Over the weekend, fast-moving wildfires continued their deadly rampage across huge swaths of California, Oregon and Washington, sending tens of thousands of people fleeing from their homes and incinerating entire communities.

At least 24 people have died — although those numbers are likely to rise as investigators and rescuers are able to access areas that may have been difficult to escape.

[Read the latest updates here.]

In Oregon, where more than a million acres have burned in some of the most dangerous infernos so far this year, officials said they were bracing for a “mass fatality incident.”

In California, the haunting images of smoldering debris and the gutting stories — like this one from The Oregonian, about a man’s desperate fight to save his family — feel familiar after years of increasingly destructive wildfire seasons.

But what has continued to astonish experts is the unprecedented scale of the fires this year.

[Read about the deaths, which have devastated communities up and down the coast.]

On Friday, Gov.
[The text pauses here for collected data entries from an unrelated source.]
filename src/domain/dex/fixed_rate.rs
//! Inventory-backed market maker quoting fixed rates

use std::collections::HashMap;

use solana_sdk::clock::UnixTimestamp;
use solana_sdk::pubkey::Pubkey;

use super::dex_interface::{ensure_deadline, ensure_min_out, ensure_path, Venue};
use super::VenueKind;
use crate::domain::execution::{Ledger, LedgerEvent};
use crate::math::fixed_rate_amount_out;
use crate::shared::errors::{ExecutionResult, VenueError};

/// Rate for one direction: `amount_out = amount_in * numerator / denominator`
#[derive(Debug, Clone, Copy, PartialEq, Eq)]
struct Rate {
    numerator: u64,
    denominator: u64,
}

/// Quotes single-hop swaps at configured rates and pays out of its own balance.
#[derive(Debug, Clone)]
pub struct FixedRateVenue {
    address: Pubkey,
    fee_bps: u32,
    rates: HashMap<(Pubkey, Pubkey), Rate>,
}

impl FixedRateVenue {
    pub fn new(address: Pubkey, fee_bps: u32) -> Self {
        Self {
            address,
            fee_bps,
            rates: HashMap::new(),
        }
    }

    pub fn set_rate(&mut self, token_in: Pubkey, token_out: Pubkey, numerator: u64, denominator: u64) {
        self.rates.insert(
            (token_in, token_out),
            Rate {
                numerator,
                denominator,
            },
        );
    }

    fn rate(&self, token_in: &Pubkey, token_out: &Pubkey) -> Option<Rate> {
        self.rates.get(&(*token_in, *token_out)).copied()
    }

    fn amount_out(&self, ledger: &Ledger, amount_in: u64, path: &[Pubkey]) -> ExecutionResult<Vec<u64>> {
        ensure_path(path, 2)?;
        let (token_in, token_out) = (path[0], path[1]);
        let rate = self.rate(&token_in, &token_out).ok_or(VenueError::PairNotFound {
            token_in,
            token_out,
        })?;
        let amount_out = fixed_rate_amount_out(amount_in, rate.numerator, rate.denominator, self.fee_bps)?;
        if ledger.balance_of(&token_out, &self.address) < amount_out {
            return Err(VenueError::InsufficientLiquidity.into());
        }
        Ok(vec![amount_in, amount_out])
    }
}

impl Venue for FixedRateVenue {
    fn address(&self) -> Pubkey {
        self.address
    }

    fn kind(&self) -> VenueKind {
        VenueKind::FixedRate
    }

    fn quote(&self, ledger: &Ledger, amount_in: u64, path: &[Pubkey]) -> ExecutionResult<Vec<u64>> {
        self.amount_out(ledger, amount_in, path)
    }

    fn swap(
        &self,
        ledger: &mut Ledger,
        sender: &Pubkey,
        amount_in: u64,
        amount_out_min: u64,
        path: &[Pubkey],
        recipient: &Pubkey,
        deadline: UnixTimestamp,
    ) -> ExecutionResult<Vec<u64>> {
        ensure_deadline(ledger, deadline)?;
        let amounts = self.amount_out(ledger, amount_in, path)?;
        let amount_out = ensure_min_out(&amounts, amount_out_min)?;

        ledger.transfer_from(&path[0], &self.address, sender, &self.address, amount_in)?;
        ledger.transfer(&path[1], &self.address, recipient, amount_out)?;

        ledger.emit(LedgerEvent::Swap {
            venue: self.address,
            sender: *sender,
            token_in: path[0],
            token_out: path[1],
            amount_in,
            amount_out,
            recipient: *recipient,
        });
        Ok(amounts)
    }
}

#[cfg(test)]
mod tests {
    use super::*;
    use crate::shared::errors::ExecutionError;

    #[test]
    fn swaps_at_configured_rate() {
        let mut ledger = Ledger::new(0);
        let (sol, usdc, trader) = (Pubkey::new_unique(), Pubkey::new_unique(), Pubkey::new_unique());
        let mut venue = FixedRateVenue::new(Pubkey::new_unique(), 10);
        venue.set_rate(usdc, sol, 1, 2);
        ledger.mint(&sol, &venue.address(), 10_000).unwrap();
        ledger.mint(&usdc, &trader, 2_000).unwrap();
        ledger.approve(&usdc, &trader, &venue.address(), 2_000).unwrap();

        let amounts = venue
            .swap(&mut ledger, &trader, 2_000, 999, &[usdc, sol], &trader, 0)
            .unwrap();

        assert_eq!(amounts, vec![2_000, 999]);
        assert_eq!(ledger.balance_of(&sol, &trader), 999);
        assert_eq!(ledger.balance_of(&usdc, &venue.address()), 2_000);
    }

    #[test]
    fn quote_fails_without_inventory() {
        let ledger = Ledger::new(0);
        let (sol, usdc) = (Pubkey::new_unique(), Pubkey::new_unique());
        let mut venue = FixedRateVenue::new(Pubkey::new_unique(), 0);
        venue.set_rate(usdc, sol, 1, 2);

        assert_eq!(
            venue.quote(&ledger, 100, &[usdc, sol]),
            Err(ExecutionError::Venue(VenueError::InsufficientLiquidity))
        );
    }

    #[test]
    fn rates_are_directional() {
        let ledger = Ledger::new(0);
        let (sol, usdc) = (Pubkey::new_unique(), Pubkey::new_unique());
        let mut venue = FixedRateVenue::new(Pubkey::new_unique(), 0);
        venue.set_rate(usdc, sol, 1, 2);

        assert!(matches!(
            venue.quote(&ledger, 100, &[sol, usdc]),
            Err(ExecutionError::Venue(VenueError::PairNotFound { .. }))
        ));
    }
}
//! Constant product (x * y = k) router

use std::collections::HashMap;

use solana_sdk::clock::UnixTimestamp;
use solana_sdk::pubkey::Pubkey;
use tracing::debug;

use super::dex_interface::{ensure_deadline, ensure_min_out, ensure_path, Venue};
use super::VenueKind;
use crate::domain::execution::{Ledger, LedgerEvent};
use crate::math::get_amount_out;
use crate::shared::errors::{ExecutionResult, VenueError};

const POOL_SEED: &[u8] = b"pool";
const MAX_PATH_LEN: usize = 4;

/// Router over constant product pairs.
///
/// Pair reserves are simply the ledger balances held by the pair's pool address, so
/// every swap is visible to (and reverted with) the ledger journal.
#[derive(Debug, Clone)]
pub struct ConstantProductVenue {
    address: Pubkey,
    fee_bps: u32,
    pairs: HashMap<(Pubkey, Pubkey), Pubkey>,
}

fn sort_tokens(a: Pubkey, b: Pubkey) -> (Pubkey, Pubkey) {
    if a < b {
        (a, b)
    } else {
        (b, a)
    }
}

impl ConstantProductVenue {
    pub fn new(address: Pubkey, fee_bps: u32) -> Self {
        Self {
            address,
            fee_bps,
            pairs: HashMap::new(),
        }
    }

    /// Deterministic pool address for a token pair, independent of argument order
    pub fn pair_address(&self, token_a: &Pubkey, token_b: &Pubkey) -> Pubkey {
        let (lo, hi) = sort_tokens(*token_a, *token_b);
        Pubkey::find_program_address(&[POOL_SEED, lo.as_ref(), hi.as_ref()], &self.address).0
    }

    /// Register a pair. Returns the pool address.
    pub fn create_pair(&mut self, token_a: Pubkey, token_b: Pubkey) -> Pubkey {
        let pool = self.pair_address(&token_a, &token_b);
        self.pairs.insert(sort_tokens(token_a, token_b), pool);
        pool
    }

    pub fn pool(&self, token_a: &Pubkey, token_b: &Pubkey) -> Option<Pubkey> {
        self.pairs.get(&sort_tokens(*token_a, *token_b)).copied()
    }

    /// Move liquidity from `provider` into the pair's pool
    pub fn add_liquidity(
        &self,
        ledger: &mut Ledger,
        provider: &Pubkey,
        token_a: &Pubkey,
        token_b: &Pubkey,
        amount_a: u64,
        amount_b: u64,
    ) -> ExecutionResult<()> {
        let pool = self.pool(token_a, token_b).ok_or(VenueError::PairNotFound {
            token_in: *token_a,
            token_out: *token_b,
        })?;
        ledger.transfer(token_a, provider, &pool, amount_a)?;
        ledger.transfer(token_b, provider, &pool, amount_b)?;
        debug!(%pool, amount_a, amount_b, "liquidity added");
        Ok(())
    }

    /// (pool, reserve_in, reserve_out) for a directed hop
    pub fn reserves(
        &self,
        ledger: &Ledger,
        token_in: &Pubkey,
        token_out: &Pubkey,
    ) -> ExecutionResult<(Pubkey, u64, u64)> {
        let pool = self.pool(token_in, token_out).ok_or(VenueError::PairNotFound {
            token_in: *token_in,
            token_out: *token_out,
        })?;
        Ok((
            pool,
            ledger.balance_of(token_in, &pool),
            ledger.balance_of(token_out, &pool),
        ))
    }

    fn amounts_out(&self, ledger: &Ledger, amount_in: u64, path: &[Pubkey]) -> ExecutionResult<(Vec<u64>, Vec<Pubkey>)> {
        ensure_path(path, MAX_PATH_LEN)?;
        let mut amounts = Vec::with_capacity(path.len());
        let mut pools = Vec::with_capacity(path.len() - 1);
        amounts.push(amount_in);
        for hop in path.windows(2) {
            let (pool, reserve_in, reserve_out) = self.reserves(ledger, &hop[0], &hop[1])?;
            // Amounts are priced against pre-swap reserves, so a pair may appear only once
            if pools.contains(&pool) {
                return Err(VenueError::InvalidPath(path.len()).into());
            }
            let previous = amounts[amounts.len() - 1];
            amounts.push(get_amount_out(previous, reserve_in, reserve_out, self.fee_bps)?);
            pools.push(pool);
        }
        Ok((amounts, pools))
    }
}

impl Venue for ConstantProductVenue {
    fn address(&self) -> Pubkey {
        self.address
    }

    fn kind(&self) -> VenueKind {
        VenueKind::ConstantProduct
    }

    fn quote(&self, ledger: &Ledger, amount_in: u64, path: &[Pubkey]) -> ExecutionResult<Vec<u64>> {
        self.amounts_out(ledger, amount_in, path).map(|(amounts, _)| amounts)
    }

    fn swap(
        &self,
        ledger: &mut Ledger,
        sender: &Pubkey,
        amount_in: u64,
        amount_out_min: u64,
        path: &[Pubkey],
        recipient: &Pubkey,
        deadline: UnixTimestamp,
    ) -> ExecutionResult<Vec<u64>> {
        ensure_deadline(ledger, deadline)?;
        let (amounts, pools) = self.amounts_out(ledger, amount_in, path)?;
        let amount_out = ensure_min_out(&amounts, amount_out_min)?;

        ledger.transfer_from(&path[0], &self.address, sender, &pools[0], amount_in)?;
        for (i, pool) in pools.iter().enumerate() {
            let to = pools.get(i + 1).unwrap_or(recipient);
            ledger.transfer(&path[i + 1], pool, to, amounts[i + 1])?;
        }

        ledger.emit(LedgerEvent::Swap {
            venue: self.address,
            sender: *sender,
            token_in: path[0],
            token_out: path[path.len() - 1],
            amount_in,
            amount_out,
            recipient: *recipient,
        });
        Ok(amounts)
    }
}

#[cfg(test)]
mod tests {
    use super::*;
    use crate::shared::errors::{ExecutionError, TokenError};

    struct Fixture {
        ledger: Ledger,
        venue: ConstantProductVenue,
        sol: Pubkey,
        usdc: Pubkey,
        trader: Pubkey,
    }

    fn setup() -> Fixture {
        let mut ledger = Ledger::new(1_000);
        let (sol, usdc) = (Pubkey::new_unique(), Pubkey::new_unique());
        let (lp, trader) = (Pubkey::new_unique(), Pubkey::new_unique());
        let mut venue = ConstantProductVenue::new(Pubkey::new_unique(), 30);
        venue.create_pair(sol, usdc);
        ledger.mint(&sol, &lp, 100_000).unwrap();
        ledger.mint(&usdc, &lp, 100_000).unwrap();
        venue.add_liquidity(&mut ledger, &lp, &sol, &usdc, 100_000, 100_000).unwrap();
        ledger.mint(&sol, &trader, 5_000).unwrap();
        Fixture { ledger, venue, sol, usdc, trader }
    }

    #[test]
    fn pair_address_is_order_independent() {
        let f = setup();
        assert_eq!(f.venue.pair_address(&f.sol, &f.usdc), f.venue.pair_address(&f.usdc, &f.sol));
        assert_eq!(f.venue.pool(&f.usdc, &f.sol), Some(f.venue.pair_address(&f.sol, &f.usdc)));
    }

    #[test]
    fn quote_matches_swap() {
        let mut f = setup();
        let path = [f.sol, f.usdc];
        let quoted = f.venue.quote(&f.ledger, 1_000, &path).unwrap();
        assert_eq!(quoted, vec![1_000, 987]);

        let venue_address = f.venue.address();
        f.ledger.approve(&f.sol, &f.trader, &venue_address, 1_000).unwrap();
        let realized = f
            .venue
            .swap(&mut f.ledger, &f.trader, 1_000, 980, &path, &f.trader, 1_000)
            .unwrap();

        assert_eq!(realized, quoted);
        assert_eq!(f.ledger.balance_of(&f.usdc, &f.trader), 987);
        assert_eq!(f.ledger.balance_of(&f.sol, &f.trader), 4_000);
        assert_eq!(f.ledger.allowance(&f.sol, &f.trader, &venue_address), 0);
        let (_, reserve_sol, reserve_usdc) = f.venue.reserves(&f.ledger, &f.sol, &f.usdc).unwrap();
        assert_eq!((reserve_sol, reserve_usdc), (101_000, 99_013));
    }

    #[test]
    fn swap_enforces_floor() {
        let mut f = setup();
        let venue_address = f.venue.address();
        f.ledger.approve(&f.sol, &f.trader, &venue_address, 1_000).unwrap();

        let err = f
            .venue
            .swap(&mut f.ledger, &f.trader, 1_000, 988, &[f.sol, f.usdc], &f.trader, 1_000)
            .unwrap_err();

        assert_eq!(
            err,
            ExecutionError::SlippageExceeded {
                amount_out: 987,
                amount_out_min: 988
            }
        );
    }

    #[test]
    fn swap_enforces_deadline_against_ledger_clock() {
        let mut f = setup();
        let venue_address = f.venue.address();
        f.ledger.approve(&f.sol, &f.trader, &venue_address, 1_000).unwrap();
        f.ledger.advance_clock(1);

        let err = f
            .venue
            .swap(&mut f.ledger, &f.trader, 1_000, 0, &[f.sol, f.usdc], &f.trader, 1_000)
            .unwrap_err();

        assert_eq!(
            err,
            ExecutionError::DeadlineExpired {
                deadline: 1_000,
                now: 1_001
            }
        );
    }

    #[test]
    fn swap_requires_allowance() {
        let mut f = setup();
        let err = f
            .venue
            .swap(&mut f.ledger, &f.trader, 1_000, 0, &[f.sol, f.usdc], &f.trader, 1_000)
            .unwrap_err();
        assert!(matches!(
            err,
            ExecutionError::Token(TokenError::InsufficientAllowance { .. })
        ));
    }

    #[test]
    fn unknown_pair_and_bad_path_are_rejected() {
        let f = setup();
        let stranger = Pubkey::new_unique();
        assert!(matches!(
            f.venue.quote(&f.ledger, 10, &[f.sol, stranger]),
            Err(ExecutionError::Venue(VenueError::PairNotFound { .. }))
        ));
        assert_eq!(
            f.venue.quote(&f.ledger, 10, &[f.sol]),
            Err(ExecutionError::Venue(VenueError::InvalidPath(1)))
        );
        assert_eq!(
            f.venue.quote(&f.ledger, 10, &[f.sol, f.usdc, f.sol]),
            Err(ExecutionError::Venue(VenueError::InvalidPath(3)))
        );
    }
}
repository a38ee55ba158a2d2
//! flasharb - atomic two-venue flash loan arbitrage
//! Built with Domain-Driven Design principles
//!
//! The engine borrows an asset from a flash lender, sells it on one venue, buys it back on
//! another and repays the loan inside a single unit of execution. Any failed check unwinds
//! every effect of the attempt.

pub mod app;
pub mod config;
pub mod domain;
pub mod math;
pub mod report;
pub mod shared;

// Re-export main types for convenience
pub use domain::arbitrage::{ArbitrageParams, Direction, FlashArbitrage};
pub use domain::dex::Venue;
pub use domain::execution::{Ledger, Runtime};
pub use domain::lending::{FlashLender, FlashLoanReceiver};
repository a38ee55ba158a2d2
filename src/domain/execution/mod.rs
//! Execution domain - ledger state and the unit-of-execution boundary

mod events;
mod ledger;
mod runtime;

pub use events::LedgerEvent;
pub use ledger::{Checkpoint, Ledger};
pub use runtime::Runtime;
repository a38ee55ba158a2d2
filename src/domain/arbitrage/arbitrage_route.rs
//! Route selection between the two venues

use super::Direction;

/// Order `(first, second)` according to `direction`.
pub fn select_route<T>(direction: Direction, first: T, second: T) -> (T, T) {
    match direction {
        Direction::SecondVenueThenFirst => (second, first),
        Direction::FirstVenueThenSecond => (first, second),
    }
}

#[cfg(test)]
mod tests {
    use super::*;

    #[test]
    fn forward_keeps_order() {
        assert_eq!(select_route(Direction::FirstVenueThenSecond, "amm", "rfq"), ("amm", "rfq"));
    }

    #[test]
    fn opposite_flags_swap_the_pair() {
        let forward = select_route(Direction::FirstVenueThenSecond, "amm", "rfq");
        let reverse = select_route(Direction::SecondVenueThenFirst, "amm", "rfq");
        assert_eq!(reverse, (forward.1, forward.0));
    }

    #[test]
    fn swapping_twice_restores_order() {
        let (a, b) = select_route(Direction::SecondVenueThenFirst, "amm", "rfq");
        assert_eq!(select_route(Direction::SecondVenueThenFirst, a, b), ("amm", "rfq"));
    }

    #[test]
    fn selection_is_deterministic() {
        for direction in [Direction::FirstVenueThenSecond, Direction::SecondVenueThenFirst] {
            assert_eq!(select_route(direction, 1, 2), select_route(direction, 1, 2));
        }
    }
}
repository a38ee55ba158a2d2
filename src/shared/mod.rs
//! Shared components - common types, errors, and utilities

pub mod types;
pub mod errors;
pub mod utils;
Gavin Newsom gave his usual virtual news briefing standing among trees charred by the raging North Complex Fire, in the midst of a yellowish haze.

He sounded a dire warning about the realities of climate change and railed against federal leaders who he said were falsely denying its realities.

“California is America in fast forward,” he said. “What we’re experiencing right now is coming to communities all across the country.”

While the governor acknowledged that poor forest management over decades has contributed to the severity of wildfires in recent years, he said that mega-droughts and record-breaking heat waves were undeniable evidence that many of the extreme predictions about climate change had already come true.

[Read about how the fires, raging where they don’t usually burn, represent a new climate menace for Oregon.]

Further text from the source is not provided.